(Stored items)
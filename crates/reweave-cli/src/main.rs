use std::io::Write;
use std::path::{Path, PathBuf};

use clap::{Args, Parser, Subcommand};
use similar::TextDiff;
use tracing::{info, warn};

use reweave_core::config::{MergeGranularity, Settings};
use reweave_core::document::DocRole;
use reweave_core::engine::MergeEngine;
use reweave_core::generator::{HandlebarsGenerator, TemplateExpander};
use reweave_core::history::{GitHistory, HistoryResolver};
use reweave_core::location::LineIndex;
use reweave_core::logging::init_logging;
use reweave_core::parser::Language;
use reweave_core::reconcile::Reconciliation;

#[derive(Parser)]
#[command(
    name = "reweave",
    about = "Merges regenerated code fragments into hand-edited files"
)]
struct Cli {
    #[command(subcommand)]
    command: Commands,

    /// Path to a settings file; command-line flags override its values
    #[arg(long, default_value = "reweave.json")]
    settings: PathBuf,
}

#[derive(Subcommand)]
enum Commands {
    /// Regenerate a fragment and merge it into its target file
    Merge {
        #[command(flatten)]
        args: MergeArgs,

        /// Rewrite the target file in place
        #[arg(long)]
        write: bool,

        /// Print the merged result without touching the file (default)
        #[arg(long, conflicts_with = "write")]
        dry_run: bool,
    },
    /// Show the edits a merge would make, without applying them
    Preview {
        #[command(flatten)]
        args: MergeArgs,
    },
    /// List the matchable units of one document
    Inspect {
        /// Document to inspect
        #[arg(long)]
        file: PathBuf,

        /// Unit granularity (file, line, declaration)
        #[arg(long)]
        granularity: Option<MergeGranularity>,

        /// Source language; inferred from the file extension when omitted
        #[arg(long)]
        language: Option<Language>,
    },
}

#[derive(Args)]
struct MergeArgs {
    /// Target file the fragment merges into
    #[arg(long)]
    file: PathBuf,

    /// Handlebars template that produces the fragment
    #[arg(long)]
    template: PathBuf,

    /// JSON input model fed to the template
    #[arg(long)]
    input: PathBuf,

    /// Revision the previous template and input are read from
    #[arg(long)]
    revision: Option<String>,

    /// Unit granularity (file, line, declaration)
    #[arg(long)]
    granularity: Option<MergeGranularity>,

    /// Source language; inferred from the target extension when omitted
    #[arg(long)]
    language: Option<Language>,

    /// Repository root for history lookups
    #[arg(long)]
    repo: Option<PathBuf>,
}

fn main() -> anyhow::Result<()> {
    init_logging()?;
    let cli = Cli::parse();

    match &cli.command {
        Commands::Merge { args, write, .. } => cmd_merge(&cli, args, *write),
        Commands::Preview { args } => cmd_preview(&cli, args),
        Commands::Inspect {
            file,
            granularity,
            language,
        } => cmd_inspect(&cli, file, *granularity, *language),
    }
}

/// Everything a merge needs, gathered from disk and history.
struct MergeInputs {
    settings: Settings,
    current: String,
    new_fragment: String,
    previous_template: Option<String>,
    previous_input: Option<String>,
}

fn prepare(cli: &Cli, args: &MergeArgs) -> anyhow::Result<MergeInputs> {
    let settings = effective_settings(cli, args)?;
    let current = read_or_empty(&args.file)?;
    let template = std::fs::read_to_string(&args.template)?;
    let input = std::fs::read_to_string(&args.input)?;

    let generator = HandlebarsGenerator::new();
    let new_fragment = generator.generate(&template, &input)?;

    let root = settings
        .history
        .repo_root
        .clone()
        .unwrap_or_else(|| PathBuf::from("."));
    let history = GitHistory::new(root);
    let revision = settings.history.revision.clone();
    let previous_template = history.fetch(&revision, &args.template)?;
    let previous_input = history.fetch(&revision, &args.input)?;
    if previous_template.is_none() || previous_input.is_none() {
        warn!(
            revision = %revision,
            "no previous generation in history; the merge will only add"
        );
    }

    Ok(MergeInputs {
        settings,
        current,
        new_fragment,
        previous_template,
        previous_input,
    })
}

fn cmd_merge(cli: &Cli, args: &MergeArgs, write: bool) -> anyhow::Result<()> {
    let inputs = prepare(cli, args)?;
    let engine = MergeEngine::new(inputs.settings);
    let merged = engine.merge(
        &inputs.current,
        &inputs.new_fragment,
        inputs.previous_template.as_deref(),
        inputs.previous_input.as_deref(),
    )?;

    if write {
        write_atomic(&args.file, &merged)?;
        info!(file = %args.file.display(), "merged");
    } else {
        print!("{merged}");
    }
    Ok(())
}

fn cmd_preview(cli: &Cli, args: &MergeArgs) -> anyhow::Result<()> {
    let inputs = prepare(cli, args)?;
    let engine = MergeEngine::new(inputs.settings);
    let previous = engine.reconstruct_previous(
        inputs.previous_template.as_deref(),
        inputs.previous_input.as_deref(),
    )?;
    let reconciliation =
        engine.preview_texts(&inputs.current, &inputs.new_fragment, previous.as_deref())?;
    if reconciliation.is_empty() {
        println!("nothing to change");
        return Ok(());
    }
    print_edits(&reconciliation, &inputs.current, &inputs.new_fragment);

    let merged =
        engine.merge_texts(&inputs.current, &inputs.new_fragment, previous.as_deref())?;
    let diff = TextDiff::from_lines(inputs.current.as_str(), merged.as_str());
    println!();
    print!(
        "{}",
        diff.unified_diff()
            .context_radius(3)
            .header("current", "merged")
    );
    Ok(())
}

fn cmd_inspect(
    cli: &Cli,
    file: &Path,
    granularity: Option<MergeGranularity>,
    language: Option<Language>,
) -> anyhow::Result<()> {
    let mut settings = load_settings(&cli.settings)?;
    if let Some(g) = granularity {
        settings.granularity = g;
    }
    if let Some(l) = language {
        settings.language = Some(l);
    }
    if settings.language.is_none() {
        settings.language = Language::from_path(file);
    }

    let text = std::fs::read_to_string(file)?;
    let engine = MergeEngine::new(settings);
    let doc = engine.parse_document(&text, DocRole::Current)?;
    let units = doc.descendants(0);
    if units.is_empty() {
        println!("no matchable units");
        return Ok(());
    }
    for id in units {
        let node = doc.node(id);
        let mut depth = 0usize;
        let mut cursor = node.parent;
        while let Some(p) = cursor {
            depth += 1;
            cursor = doc.node(p).parent;
        }
        println!(
            "{:indent$}{} [{}]  {}",
            "",
            node.kind,
            node.location,
            node.signature,
            indent = (depth - 1) * 2
        );
    }
    Ok(())
}

fn print_edits(reconciliation: &Reconciliation, current: &str, fragment: &str) {
    let current_index = LineIndex::new(current);
    let fragment_index = LineIndex::new(fragment);
    for (_, e) in &reconciliation.insertions {
        println!(
            "insert   at {}  +{}b",
            e.to,
            fragment_index.byte_range(&e.from).len()
        );
    }
    for (_, e) in &reconciliation.deletions {
        println!(
            "delete   {}  -{}b",
            e.to,
            current_index.byte_range(&e.to).len()
        );
    }
    for (_, e) in &reconciliation.replacements {
        println!(
            "replace  {}  -{}b +{}b",
            e.to,
            current_index.byte_range(&e.to).len(),
            fragment_index.byte_range(&e.from).len()
        );
    }
}

fn load_settings(path: &Path) -> anyhow::Result<Settings> {
    if path.exists() {
        Settings::load(path)
    } else {
        Ok(Settings::default())
    }
}

fn effective_settings(cli: &Cli, args: &MergeArgs) -> anyhow::Result<Settings> {
    let mut settings = load_settings(&cli.settings)?;
    if let Some(g) = args.granularity {
        settings.granularity = g;
    }
    if let Some(l) = args.language {
        settings.language = Some(l);
    }
    if settings.language.is_none() {
        settings.language = Language::from_path(&args.file);
    }
    if let Some(revision) = &args.revision {
        settings.history.revision = revision.clone();
    }
    if let Some(repo) = &args.repo {
        settings.history.repo_root = Some(repo.clone());
    }
    Ok(settings)
}

/// The target file may not exist yet on a first generation.
fn read_or_empty(path: &Path) -> anyhow::Result<String> {
    if path.exists() {
        Ok(std::fs::read_to_string(path)?)
    } else {
        Ok(String::new())
    }
}

/// Write through a temporary file in the same directory, so the target
/// is never left half-written.
fn write_atomic(path: &Path, content: &str) -> anyhow::Result<()> {
    let dir = match path.parent() {
        Some(parent) if !parent.as_os_str().is_empty() => parent,
        _ => Path::new("."),
    };
    let mut tmp = tempfile::NamedTempFile::new_in(dir)?;
    tmp.write_all(content.as_bytes())?;
    tmp.persist(path)?;
    Ok(())
}

#[cfg(test)]
mod tests {
    use super::*;

    fn merge_args(cli: &Cli) -> &MergeArgs {
        match &cli.command {
            Commands::Merge { args, .. } => args,
            _ => panic!("expected a merge command"),
        }
    }

    #[test]
    fn flags_override_settings_file_values() {
        let dir = tempfile::tempdir().unwrap();
        let path = dir.path().join("settings.json");
        let mut on_disk = Settings::default();
        on_disk.history.revision = "HEAD~3".into();
        on_disk.save(&path).unwrap();

        let cli = Cli::parse_from([
            "reweave",
            "--settings",
            path.to_str().unwrap(),
            "merge",
            "--file",
            "Person.java",
            "--template",
            "person.hbs",
            "--input",
            "person.json",
            "--revision",
            "HEAD~1",
            "--granularity",
            "line",
        ]);
        let settings = effective_settings(&cli, merge_args(&cli)).unwrap();
        assert_eq!(settings.history.revision, "HEAD~1");
        assert_eq!(settings.granularity, MergeGranularity::Line);
    }

    #[test]
    fn language_is_inferred_from_the_target_extension() {
        let cli = Cli::parse_from([
            "reweave", "merge", "--file", "Person.java", "--template", "t.hbs", "--input",
            "m.json",
        ]);
        let settings = effective_settings(&cli, merge_args(&cli)).unwrap();
        assert_eq!(settings.language, Some(Language::Java));
    }

    #[test]
    fn missing_settings_file_falls_back_to_defaults() {
        let cli = Cli::parse_from([
            "reweave",
            "--settings",
            "/nonexistent/reweave.json",
            "merge",
            "--file",
            "a.txt",
            "--template",
            "t.hbs",
            "--input",
            "m.json",
        ]);
        let settings = effective_settings(&cli, merge_args(&cli)).unwrap();
        assert_eq!(settings.granularity, MergeGranularity::Declaration);
        assert_eq!(settings.history.revision, "HEAD");
    }

    #[test]
    fn atomic_write_replaces_the_target() {
        let dir = tempfile::tempdir().unwrap();
        let target = dir.path().join("out.java");
        std::fs::write(&target, "old").unwrap();
        write_atomic(&target, "new content").unwrap();
        assert_eq!(std::fs::read_to_string(&target).unwrap(), "new content");
    }

    #[test]
    fn a_missing_target_reads_as_empty() {
        let dir = tempfile::tempdir().unwrap();
        let absent = dir.path().join("not-there.java");
        assert_eq!(read_or_empty(&absent).unwrap(), "");
    }
}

→ YOUR GOAL
Say, as a bare number, how many lines above contain the word "engine".

→ TASK SOLUTION
9